I came across this Christianity Today article by way of the Daily Dish. I found the article to be a fascinating look at a strictly modernist portrayal of what evangelism is and isn’t. The author Mark Dever gets things started quickly with this excerpt:
It’s important to understand that the message you are sharing is not merely an opinion but a fact. That’s why sharing the gospel can’t be called an imposition, any more than a pilot can impose his belief on all his passengers that the runway is here and not there.

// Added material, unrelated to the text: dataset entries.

//! Integration tests for the drink order bot.
//!
//! The bot is driven in-process through its axum router. Outbound Slack calls
//! go to a [`RecordingSlack`] so tests can assert on exactly what would have
//! been sent, without network access.
//!
//! # Running Tests
//!
//! ```bash
//! cargo test -p drink-order-integration-tests
//! ```

#![allow(clippy::unwrap_used, clippy::missing_panics_doc)]

use std::sync::{Arc, Mutex, PoisonError};

use async_trait::async_trait;
use axum::{
    Router,
    body::{Body, to_bytes},
    http::{Request, StatusCode, header},
};
use drink_order_bot::{
    app,
    slack::{Block, SlackApi, SlackError},
    state::AppState,
};
use drink_order_core::{DrinkCatalog, OrderFlow};
use secrecy::SecretString;
use tower::ServiceExt;

/// A message the bot tried to send.
#[derive(Debug, Clone)]
pub enum Sent {
    /// `chat.postMessage` to a channel.
    Post {
        channel: String,
        blocks: Vec<Block>,
        text: Option<String>,
    },
    /// Replacement of an interactive message through its `response_url`.
    Replace {
        response_url: String,
        blocks: Vec<Block>,
        text: Option<String>,
    },
}

impl Sent {
    /// Blocks of the message, whichever way it was sent.
    #[must_use]
    pub fn blocks(&self) -> &[Block] {
        match self {
            Self::Post { blocks, .. } | Self::Replace { blocks, .. } => blocks,
        }
    }

    /// Block Kit JSON of the message blocks.
    #[must_use]
    pub fn blocks_json(&self) -> String {
        serde_json::to_string(self.blocks()).unwrap()
    }

    /// Values of every option offered by the message's select menus, in
    /// display order.
    #[must_use]
    pub fn option_values(&self) -> Vec<String> {
        let json = serde_json::to_value(self.blocks()).unwrap();
        json.as_array()
            .into_iter()
            .flatten()
            .filter_map(|block| block["elements"].as_array())
            .flatten()
            .filter_map(|element| element["options"].as_array())
            .flatten()
            .filter_map(|option| option["value"].as_str())
            .map(str::to_owned)
            .collect()
    }
}

/// [`SlackApi`] fake that records every call.
#[derive(Debug, Default)]
pub struct RecordingSlack {
    sent: Mutex<Vec<Sent>>,
    fail: bool,
}

impl RecordingSlack {
    /// A fake whose calls all succeed.
    #[must_use]
    pub fn new() -> Arc<Self> {
        Arc::new(Self::default())
    }

    /// A fake whose calls all fail as Slack rejecting the message.
    #[must_use]
    pub fn failing() -> Arc<Self> {
        Arc::new(Self {
            sent: Mutex::default(),
            fail: true,
        })
    }

    /// Everything sent so far, in order.
    #[must_use]
    pub fn sent(&self) -> Vec<Sent> {
        self.sent
            .lock()
            .unwrap_or_else(PoisonError::into_inner)
            .clone()
    }

    fn record(&self, sent: Sent) -> Result<(), SlackError> {
        self.sent
            .lock()
            .unwrap_or_else(PoisonError::into_inner)
            .push(sent);

        if self.fail {
            Err(SlackError::Api("channel_not_found".to_string()))
        } else {
            Ok(())
        }
    }
}

#[async_trait]
impl SlackApi for RecordingSlack {
    async fn post_message(
        &self,
        channel: &str,
        blocks: Vec<Block>,
        fallback_text: Option<&str>,
    ) -> Result<(), SlackError> {
        self.record(Sent::Post {
            channel: channel.to_string(),
            blocks,
            text: fallback_text.map(String::from),
        })
    }

    async fn replace_original(
        &self,
        response_url: &str,
        blocks: Vec<Block>,
        fallback_text: Option<&str>,
    ) -> Result<(), SlackError> {
        self.record(Sent::Replace {
            response_url: response_url.to_string(),
            blocks,
            text: fallback_text.map(String::from),
        })
    }
}

/// A bot router wired to a [`RecordingSlack`].
pub struct TestBot {
    pub slack: Arc<RecordingSlack>,
    pub router: Router,
}

impl TestBot {
    /// Bot running `flow` with the built-in catalog and no signature check.
    #[must_use]
    pub fn new(flow: OrderFlow) -> Self {
        Self::with_slack(flow, RecordingSlack::new(), None)
    }

    /// Bot with a specific fake and optional signing secret.
    #[must_use]
    pub fn with_slack(
        flow: OrderFlow,
        slack: Arc<RecordingSlack>,
        signing_secret: Option<&str>,
    ) -> Self {
        let state = AppState::new(
            slack.clone(),
            DrinkCatalog::default(),
            flow,
            signing_secret.map(|s| SecretString::from(s.to_string())),
        );

        Self {
            slack,
            router: app(state),
        }
    }

    /// Send a request and return its status and body text.
    pub async fn send(&self, request: Request<Body>) -> (StatusCode, String) {
        let response = self.router.clone().oneshot(request).await.unwrap();
        let status = response.status();
        let body = to_bytes(response.into_body(), usize::MAX).await.unwrap();
        (status, String::from_utf8(body.to_vec()).unwrap())
    }

    /// POST a JSON event envelope to `/slack/events`.
    pub async fn post_event(&self, envelope: &serde_json::Value) -> (StatusCode, String) {
        self.send(event_request(envelope)).await
    }

    /// POST an interaction payload to `/slack/actions`.
    pub async fn post_action(&self, payload: &serde_json::Value) -> (StatusCode, String) {
        self.send(action_request(payload)).await
    }
}

/// Build an unsigned events request.
#[must_use]
pub fn event_request(envelope: &serde_json::Value) -> Request<Body> {
    Request::post("/slack/events")
        .header(header::CONTENT_TYPE, "application/json")
        .body(Body::from(envelope.to_string()))
        .unwrap()
}

/// Build an unsigned interaction request.
#[must_use]
pub fn action_request(payload: &serde_json::Value) -> Request<Body> {
    Request::post("/slack/actions")
        .header(header::CONTENT_TYPE, "application/x-www-form-urlencoded")
        .body(Body::from(form_body(payload)))
        .unwrap()
}

/// Form-encode an interaction payload the way Slack does.
#[must_use]
pub fn form_body(payload: &serde_json::Value) -> String {
    url::form_urlencoded::Serializer::new(String::new())
        .append_pair("payload", &payload.to_string())
        .finish()
}

/// An `app_mention` event envelope.
#[must_use]
pub fn mention(text: &str) -> serde_json::Value {
    serde_json::json!({
        "type": "event_callback",
        "team_id": "T012AB3C4",
        "event": {
            "type": "app_mention",
            "user": "U061F7AUR",
            "text": text,
            "ts": "1515449522.000016",
            "channel": "C0LAN2Q65",
            "event_ts": "1515449522000016"
        }
    })
}

/// A `block_actions` payload for a single action.
#[must_use]
pub fn block_action(action: &serde_json::Value) -> serde_json::Value {
    serde_json::json!({
        "type": "block_actions",
        "user": { "id": "U061F7AUR", "username": "barista" },
        "channel": { "id": "C0LAN2Q65" },
        "response_url": "https://hooks.slack.com/actions/T012AB3C4/1/abc",
        "actions": [action]
    })
}

/// A static select choice.
#[must_use]
pub fn select_action(block_id: &str, value: &str) -> serde_json::Value {
    serde_json::json!({
        "type": "static_select",
        "action_id": block_id.split('=').next().unwrap(),
        "block_id": block_id,
        "selected_option": {
            "text": { "type": "plain_text", "text": value },
            "value": value
        }
    })
}

/// A button click.
#[must_use]
pub fn button_action(block_id: &str, action_id: &str, value: &str) -> serde_json::Value {
    serde_json::json!({
        "type": "button",
        "action_id": action_id,
        "block_id": block_id,
        "value": value
    })
}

Is this the really the case? Is the gospel message an empirically proven fact? Is it of any significant importance that the Christian life be enveloped in certainty? Isn’t what we practice a belief in the unseen? Should I be a man of certainty or should I be a man of faith?

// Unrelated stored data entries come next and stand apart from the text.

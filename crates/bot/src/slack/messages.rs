//! Slack message builders for the drink order conversation.
//!
//! Provides factory functions for building Block Kit messages for:
//! - The shop menu (shop menu flow)
//! - The drink menu
//! - The confirm/cancel prompt
//!
//! Every interactive block carries a [`StepToken`] as its `block_id` so the
//! interaction handler knows which prompt the user answered.

use drink_order_core::StepToken;

use super::types::{ActionElement, Block, ButtonStyle, PlainText, SelectOption, Text};

/// Action ID of the confirm button.
pub const OK_ACTION: &str = "ok";

/// Action ID of the cancel button.
pub const CANCEL_ACTION: &str = "cancel";

/// Build the shop selection menu.
#[must_use]
pub fn build_shop_menu(shops: &[String]) -> Vec<Block> {
    build_select_prompt("Which shop?", "Shop", &StepToken::SelectShop, shops)
}

/// Build the drink selection menu.
///
/// When `shop` is known it is embedded in the block identifier, so the
/// confirmation prompt can name it.
#[must_use]
pub fn build_drink_menu(shop: Option<&str>, drinks: &[String]) -> Vec<Block> {
    let token = StepToken::SelectDrink {
        shop: shop.map(str::to_owned),
    };
    build_select_prompt("What do you need?", "Drink", &token, drinks)
}

/// Build the confirm/cancel prompt for a drink.
///
/// The confirm button carries the drink as its value. An unknown shop renders
/// blank.
#[must_use]
pub fn build_confirmation_message(drink: &str, shop: Option<&str>) -> Vec<Block> {
    let shop = shop.unwrap_or_default();

    vec![
        Block::Section {
            text: Text::mrkdwn(format!("Can I buy `{drink}` from `{shop}` ?")),
        },
        Block::Actions {
            block_id: Some(StepToken::ConfirmToBuy.to_string()),
            elements: vec![
                ActionElement::Button {
                    text: PlainText::new("Ok"),
                    action_id: OK_ACTION.to_string(),
                    value: Some(drink.to_string()),
                    style: Some(ButtonStyle::Primary),
                },
                ActionElement::Button {
                    text: PlainText::new("Cancel"),
                    action_id: CANCEL_ACTION.to_string(),
                    value: Some(CANCEL_ACTION.to_string()),
                    style: Some(ButtonStyle::Danger),
                },
            ],
        },
    ]
}

/// Plain text fallback used for notifications.
#[must_use]
pub fn fallback_text(blocks: &[Block]) -> Option<&str> {
    blocks.iter().find_map(|block| match block {
        Block::Section { text } => Some(text.as_str()),
        Block::Actions { .. } => None,
    })
}

/// A question followed by a single select menu.
fn build_select_prompt(
    question: &str,
    placeholder: &str,
    token: &StepToken,
    choices: &[String],
) -> Vec<Block> {
    let options = choices.iter().map(SelectOption::labelled).collect();

    vec![
        Block::Section {
            text: Text::plain(question),
        },
        Block::Actions {
            block_id: Some(token.to_string()),
            elements: vec![ActionElement::StaticSelect {
                placeholder: PlainText::new(placeholder),
                action_id: token.step_name().to_string(),
                options,
            }],
        },
    ]
}
//! Application state shared across handlers.

use std::sync::Arc;

use drink_order_core::{DrinkCatalog, OrderFlow};
use secrecy::SecretString;

use crate::config::BotConfig;
use crate::slack::{SigningSecret, SlackApi, SlackClient};

/// Application state shared across all handlers.
///
/// This struct is cheaply cloneable via `Arc`. Everything in it is read-only
/// after startup.
#[derive(Clone)]
pub struct AppState {
    inner: Arc<AppStateInner>,
}

struct AppStateInner {
    slack: Arc<dyn SlackApi>,
    catalog: DrinkCatalog,
    flow: OrderFlow,
    signing_secret: Option<SigningSecret>,
}

impl AppState {
    /// Create a new application state.
    ///
    /// # Arguments
    ///
    /// * `slack` - Outbound Slack messaging
    /// * `catalog` - Shops and drinks offered in the menus
    /// * `flow` - Which conversation `buy` starts
    /// * `signing_secret` - Enables request signature verification when set
    #[must_use]
    pub fn new(
        slack: Arc<dyn SlackApi>,
        catalog: DrinkCatalog,
        flow: OrderFlow,
        signing_secret: Option<SecretString>,
    ) -> Self {
        Self {
            inner: Arc::new(AppStateInner {
                slack,
                catalog,
                flow,
                signing_secret: signing_secret.map(SigningSecret::new),
            }),
        }
    }

    /// Build the state for a configured bot, talking to the real Slack API.
    #[must_use]
    pub fn from_config(config: &BotConfig) -> Self {
        let slack = SlackClient::new(config.slack.bot_token.clone());

        Self::new(
            Arc::new(slack),
            config.catalog.clone(),
            config.flow,
            config.slack.signing_secret.clone(),
        )
    }

    /// Get the outbound Slack client.
    #[must_use]
    pub fn slack(&self) -> &dyn SlackApi {
        self.inner.slack.as_ref()
    }

    /// Get the drink catalog.
    #[must_use]
    pub fn catalog(&self) -> &DrinkCatalog {
        &self.inner.catalog
    }

    /// Get the configured order flow.
    #[must_use]
    pub fn flow(&self) -> OrderFlow {
        self.inner.flow
    }

    /// Get the signing secret, if request verification is enabled.
    #[must_use]
    pub fn signing_secret(&self) -> Option<&SigningSecret> {
        self.inner.signing_secret.as_ref()
    }
}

I believe that we can relay facts about our personal experiences in living lives of faith, but in the context of sharing our faith is it honest to treat or relay the Gospel message as fact? Maybe Mark Dever knows more than the rest of us do. Moving on…..

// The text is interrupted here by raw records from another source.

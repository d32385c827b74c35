//! Slack Events API webhook.
//!
//! Answers the URL verification handshake and starts an order when the bot is
//! mentioned with `buy`.

use axum::{
    Router,
    body::Bytes,
    extract::State,
    http::{HeaderMap, StatusCode, header},
    response::{IntoResponse, Response},
    routing::post,
};
use drink_order_core::{MentionCommand, OrderFlow};
use tracing::{debug, info, instrument};

use super::verify_request;
use crate::error::AppError;
use crate::slack::{
    AppMentionEvent, CallbackEvent, EventEnvelope, build_drink_menu, build_shop_menu,
    fallback_text,
};
use crate::state::AppState;

/// Create the events webhook route.
pub fn router() -> Router<AppState> {
    Router::new().route("/slack/events", post(handle_event))
}

/// Handle an Events API delivery.
#[instrument(skip_all)]
async fn handle_event(
    State(state): State<AppState>,
    headers: HeaderMap,
    body: Bytes,
) -> Result<Response, AppError> {
    verify_request(&state, &headers, &body)?;

    let envelope: EventEnvelope = serde_json::from_slice(&body)?;

    match envelope {
        EventEnvelope::UrlVerification { challenge } => {
            debug!("Answering URL verification");
            Ok(([(header::CONTENT_TYPE, "text/plain")], challenge).into_response())
        }
        EventEnvelope::EventCallback {
            event: CallbackEvent::AppMention(mention),
        } => {
            handle_mention(&state, &mention).await?;
            Ok(StatusCode::OK.into_response())
        }
        EventEnvelope::EventCallback {
            event: CallbackEvent::Other,
        }
        | EventEnvelope::Other => {
            debug!("Ignoring event");
            Ok(StatusCode::OK.into_response())
        }
    }
}

/// Start an order from an `app_mention`.
///
/// Posts the first prompt of the configured flow to the mention's channel.
#[instrument(skip(state, mention), fields(channel = %mention.channel, user = ?mention.user))]
async fn handle_mention(state: &AppState, mention: &AppMentionEvent) -> Result<(), AppError> {
    let flow = state.flow();
    let command = MentionCommand::parse(&mention.text, flow.min_tokens())?;

    if !command.is_buy() {
        debug!(command = %command.name(), "Ignoring unknown command");
        return Ok(());
    }

    let blocks = match flow {
        OrderFlow::Catalog => {
            let shop = command.joined_args();
            let drinks = state
                .catalog()
                .drinks_for(&shop)
                .ok_or_else(|| AppError::Validation(format!("unknown shop: {shop}")))?;

            info!(%shop, "Offering drink menu");
            build_drink_menu(Some(&shop), drinks)
        }
        OrderFlow::ShopMenu => {
            info!("Offering shop menu");
            build_shop_menu(&state.catalog().shop_menu.shops)
        }
    };

    let text = fallback_text(&blocks).map(str::to_owned);
    state
        .slack()
        .post_message(&mention.channel, blocks, text.as_deref())
        .await?;

    Ok(())
}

Displaying God’s compassion and kindness by our actions is a good and appropriate thing for Christians to do. But such actions are not evangelism. They commend the gospel, but they share it with no one. To be evangelism, the gospel must be clearly communicated, whether in written or oral form.
When I read this, I immediately thought of Saint Francis’ famous quote “Preach the Gospel-use words if necessary!”. I guess, based on the quote above, the author probably isn’t a big fan of Saint Frank. I find the author’s view here extremely limited, incomplete and not Biblical. Matthew 11:2-5 comes to mind:
When John heard in prison what Christ was doing, he sent his disciples to ask him, “Are you the one who was to come, or should we expect someone else?”
Jesus replied, “Go back and report to John what you hear and see: The blind receive sight, the lame walk, those who have leprosy[a]are cured, the deaf hear, the dead are raised, and the good news is preached to the poor.
Notice that Jesus doesn’t say “I’m passing out notes and talking about the good news and minds are being changed!”. Thank God for that. We see over and over that throughout the ministry of Jesus, his purpose and his message are directly tied to the compassion, justice, and mercy being shown to the lives of those close to Jesus and his followers. It simply can’t be missed. To suggest that the compassion and kindness (or justice) of God serve to merely commend the Gospel message seems to me to be out of sync with the Gospel accounts we have in the New Testament.
I think this is the inevitable downfall of the strict modern, empirical approach to sharing our faith. It over emphasizes the sharing of ideas by the verbal or written word. It trivializes the Gospel to a set of “facts” or ideas that need to be agreed with. This is why kids bible camps have “commitment cards” that they want the kids to sign in order to gauge how successful the camp was. I can understand the appeal of this approach. It’s much easier to measure comment cards in an offering bucket than it is to measure transformation in the lives of others through a mystical relationship to Jesus Christ. I’m not trying to demonize the use of an empirical approach to sharing faith, but I am suggesting is that maybe it’s time to broaden the horizons a bit in order to legitimize the sharing of the message of Jesus by the way of our hands and our feet while we give our vocal chords a rest.